Step 1: Binomial Distribution Mean and Variance.
For $X \sim B(n,p)$, the mean is $\mu = np$ and the variance is $\sigma^2 = np(1-p)$.
Step 2: Apply Given Condition.
We are given $\mu + \sigma^2 = 1.8$. Substituting the formulas: $np + np(1-p) = np(2-p) = 1.8$. With $n=5$, this becomes: $5p(2-p) = 1.8$.
Step 3: Solve for $p$.
Expanding the equation: $10p - 5p^2 = 1.8$. Rearranging into a quadratic equation: $5p^2 - 10p + 1.8 = 0$. Dividing by 5: $p^2 - 2p + 0.36 = 0$. Using the quadratic formula: \[ p = \frac{2 \pm \sqrt{(-2)^2 - 4(1)(0.36)}}{2(1)} = \frac{2 \pm \sqrt{4 - 1.44}}{2} = \frac{2 \pm \sqrt{2.56}}{2} = \frac{2 \pm 1.6}{2}. \] The possible values for $p$ are $p = \frac{2 + 1.6}{2} = 1.8$ or $p = \frac{2 - 1.6}{2} = 0.2$. Since $p$ must be between 0 and 1, we select $p = 0.2$.

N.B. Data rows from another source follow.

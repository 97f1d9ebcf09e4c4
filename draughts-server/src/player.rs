//! 会话管理
//!
//! token -> 会话 是权威映射，endpoint -> token 只作索引。
//! 客户端换地址重连（NAT 重绑）时更新索引，身份不丢。

use std::collections::HashMap;
use std::net::SocketAddr;
use std::sync::atomic::{AtomicU64, Ordering};
use std::time::Instant;

use protocol::{PlayerId, INVALID_MSG_LIMIT, INVALID_MSG_WINDOW, MAX_NICK_LEN};

/// 玩家会话
#[derive(Debug, Clone)]
pub struct Session {
    pub id: PlayerId,
    pub nick: String,
    /// 重连令牌：64 位随机数的十六进制
    pub token: String,
    /// 当前传输地址（每个数据报都可能刷新）
    pub addr: SocketAddr,
    pub connected: bool,
    /// 处于断线宽限期
    pub paused: bool,
    /// 最后一次收到数据报的时间
    pub last_seen: Instant,
    /// 宽限期截止；None 表示不在宽限期
    pub resume_deadline: Option<Instant>,
    /// 已处理 MOVE 的最大消息 id（重复数据报去重）
    pub last_move_msg_id: i64,
    /// 无效消息计数
    invalid_count: u32,
    invalid_window_start: Option<Instant>,
    /// 客户端是否已确认 CONFIG
    pub config_acked: bool,
    pub last_config_sent: Option<Instant>,
}

impl Session {
    fn new(id: PlayerId, nick: String, token: String, addr: SocketAddr, now: Instant) -> Self {
        Self {
            id,
            nick,
            token,
            addr,
            connected: true,
            paused: false,
            last_seen: now,
            resume_deadline: None,
            last_move_msg_id: -1,
            invalid_count: 0,
            invalid_window_start: None,
            config_acked: false,
            last_config_sent: None,
        }
    }

    /// 记一次无效消息；返回是否达到断开上限
    ///
    /// 窗口过期则重新开窗计数。
    pub fn register_invalid(&mut self, now: Instant) -> bool {
        let window_expired = self
            .invalid_window_start
            .map_or(true, |start| now.saturating_duration_since(start) > INVALID_MSG_WINDOW);
        if window_expired {
            self.invalid_count = 0;
            self.invalid_window_start = Some(now);
        }

        self.invalid_count += 1;
        self.invalid_count >= INVALID_MSG_LIMIT
    }

    pub fn invalid_count(&self) -> u32 {
        self.invalid_count
    }
}

/// 会话注册表
pub struct SessionRegistry {
    /// token -> 会话（权威）
    sessions: HashMap<String, Session>,
    /// endpoint -> token（索引）
    endpoints: HashMap<SocketAddr, String>,
    /// ID 生成器
    next_id: AtomicU64,
}

impl SessionRegistry {
    pub fn new() -> Self {
        Self {
            sessions: HashMap::new(),
            endpoints: HashMap::new(),
            next_id: AtomicU64::new(1),
        }
    }

    /// 生成新的玩家 ID
    fn generate_id(&self) -> PlayerId {
        self.next_id.fetch_add(1, Ordering::SeqCst)
    }

    /// 生成在活跃会话中唯一的令牌
    fn generate_token(&self) -> String {
        loop {
            let token = format!("{:x}", rand::random::<u64>());
            if !self.sessions.contains_key(&token) {
                return token;
            }
        }
    }

    /// 校验昵称：非空、不超过 64 字节、不含分隔符
    pub fn validate_nick(nick: &str) -> Result<(), &'static str> {
        if nick.is_empty() {
            return Err("Missing nick");
        }
        if nick.contains(';') || nick.contains('=') {
            return Err("Invalid chars in nick");
        }
        if nick.len() > MAX_NICK_LEN {
            return Err("Nick too long");
        }
        Ok(())
    }

    /// 登录：分配 id 与 token，建立端点绑定
    pub fn login(&mut self, nick: String, addr: SocketAddr, now: Instant) -> (PlayerId, String) {
        let id = self.generate_id();
        let token = self.generate_token();
        let session = Session::new(id, nick, token.clone(), addr, now);
        self.sessions.insert(token.clone(), session);
        self.endpoints.insert(addr, token.clone());
        (id, token)
    }

    pub fn get(&self, token: &str) -> Option<&Session> {
        self.sessions.get(token)
    }

    pub fn get_mut(&mut self, token: &str) -> Option<&mut Session> {
        self.sessions.get_mut(token)
    }

    /// 端点当前绑定的 token
    pub fn token_for_endpoint(&self, addr: &SocketAddr) -> Option<&str> {
        self.endpoints.get(addr).map(String::as_str)
    }

    /// 把端点绑定到 token，并清掉指向同一 token 的旧端点
    pub fn bind_endpoint(&mut self, addr: SocketAddr, token: &str) {
        self.endpoints.retain(|_, bound| bound.as_str() != token);
        self.endpoints.insert(addr, token.to_string());
    }

    /// 收到该端点的数据报：刷新 last_seen 与地址，返回绑定的 token
    pub fn touch(&mut self, addr: SocketAddr, now: Instant) -> Option<String> {
        let token = self.endpoints.get(&addr)?.clone();
        if let Some(session) = self.sessions.get_mut(&token) {
            session.last_seen = now;
            session.connected = true;
            session.addr = addr;
        }
        Some(token)
    }

    /// 删除会话并清掉指向它的端点索引
    pub fn remove(&mut self, token: &str) -> Option<Session> {
        let session = self.sessions.remove(token)?;
        self.endpoints.retain(|_, bound| bound.as_str() != token);
        Some(session)
    }

    /// 会话数量
    pub fn count(&self) -> usize {
        self.sessions.len()
    }

    /// 遍历全部会话
    pub fn iter(&self) -> impl Iterator<Item = &Session> {
        self.sessions.values()
    }
}

impl Default for SessionRegistry {
    fn default() -> Self {
        Self::new()
    }
}

#[cfg(test)]
mod tests {
    use super::*;
    use std::time::Duration;

    fn addr(port: u16) -> SocketAddr {
        format!("127.0.0.1:{port}").parse().unwrap()
    }

    #[test]
    fn test_login_assigns_ids_and_tokens() {
        let mut registry = SessionRegistry::new();
        let now = Instant::now();

        let (id1, token1) = registry.login("alice".to_string(), addr(1000), now);
        let (id2, token2) = registry.login("bob".to_string(), addr(1001), now);

        assert_eq!(id1, 1);
        assert_eq!(id2, 2);
        assert_ne!(token1, token2);
        assert_eq!(registry.count(), 2);
        assert_eq!(registry.token_for_endpoint(&addr(1000)), Some(token1.as_str()));
    }

    #[test]
    fn test_validate_nick() {
        assert!(SessionRegistry::validate_nick("alice").is_ok());
        assert_eq!(SessionRegistry::validate_nick(""), Err("Missing nick"));
        assert_eq!(
            SessionRegistry::validate_nick("a;b"),
            Err("Invalid chars in nick")
        );
        assert_eq!(
            SessionRegistry::validate_nick("a=b"),
            Err("Invalid chars in nick")
        );
        assert_eq!(
            SessionRegistry::validate_nick(&"x".repeat(65)),
            Err("Nick too long")
        );
        assert!(SessionRegistry::validate_nick(&"x".repeat(64)).is_ok());
    }

    #[test]
    fn test_bind_endpoint_replaces_stale_binding() {
        let mut registry = SessionRegistry::new();
        let now = Instant::now();
        let (_, token) = registry.login("alice".to_string(), addr(1000), now);

        // 换端点重绑后旧端点失效
        registry.bind_endpoint(addr(2000), &token);
        assert_eq!(registry.token_for_endpoint(&addr(1000)), None);
        assert_eq!(registry.token_for_endpoint(&addr(2000)), Some(token.as_str()));
    }

    #[test]
    fn test_touch_refreshes_last_seen() {
        let mut registry = SessionRegistry::new();
        let t0 = Instant::now();
        let (_, token) = registry.login("alice".to_string(), addr(1000), t0);

        let t1 = t0 + Duration::from_secs(5);
        assert_eq!(registry.touch(addr(1000), t1), Some(token.clone()));
        assert_eq!(registry.get(&token).unwrap().last_seen, t1);

        // 未绑定端点不刷新
        assert_eq!(registry.touch(addr(9999), t1), None);
    }

    #[test]
    fn test_remove_purges_endpoint_index() {
        let mut registry = SessionRegistry::new();
        let now = Instant::now();
        let (_, token) = registry.login("alice".to_string(), addr(1000), now);

        assert!(registry.remove(&token).is_some());
        assert_eq!(registry.count(), 0);
        assert_eq!(registry.token_for_endpoint(&addr(1000)), None);
        assert!(registry.remove(&token).is_none());
    }

    #[test]
    fn test_invalid_meter_three_strikes() {
        let mut registry = SessionRegistry::new();
        let t0 = Instant::now();
        let (_, token) = registry.login("alice".to_string(), addr(1000), t0);
        let session = registry.get_mut(&token).unwrap();

        assert!(!session.register_invalid(t0));
        assert!(!session.register_invalid(t0 + Duration::from_secs(1)));
        assert!(session.register_invalid(t0 + Duration::from_secs(2)));
    }

    #[test]
    fn test_invalid_meter_window_resets() {
        let mut registry = SessionRegistry::new();
        let t0 = Instant::now();
        let (_, token) = registry.login("alice".to_string(), addr(1000), t0);
        let session = registry.get_mut(&token).unwrap();

        assert!(!session.register_invalid(t0));
        assert!(!session.register_invalid(t0 + Duration::from_secs(1)));

        // 超过 30 秒窗口后重新计数
        let t1 = t0 + Duration::from_secs(32);
        assert!(!session.register_invalid(t1));
        assert_eq!(session.invalid_count(), 1);
        assert!(!session.register_invalid(t1 + Duration::from_secs(1)));
        assert!(session.register_invalid(t1 + Duration::from_secs(2)));
    }
}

Step 4: Calculate Probability of 2 Successes.
The probability of exactly 2 successes in 5 trials is given by the binomial probability formula: $P(X=2) = \binom{5}{2} (0.2)^2 (0.8)^{5-2}$. Calculating this: \[ P(X=2) = \binom{5}{2} (0.2)^2 (0.8)^3 = 10 \cdot 0.04 \cdot 0.512 = 0.2048. \]
Step 5: Final Result.
The probability of observing 2 successes is $0.2048$.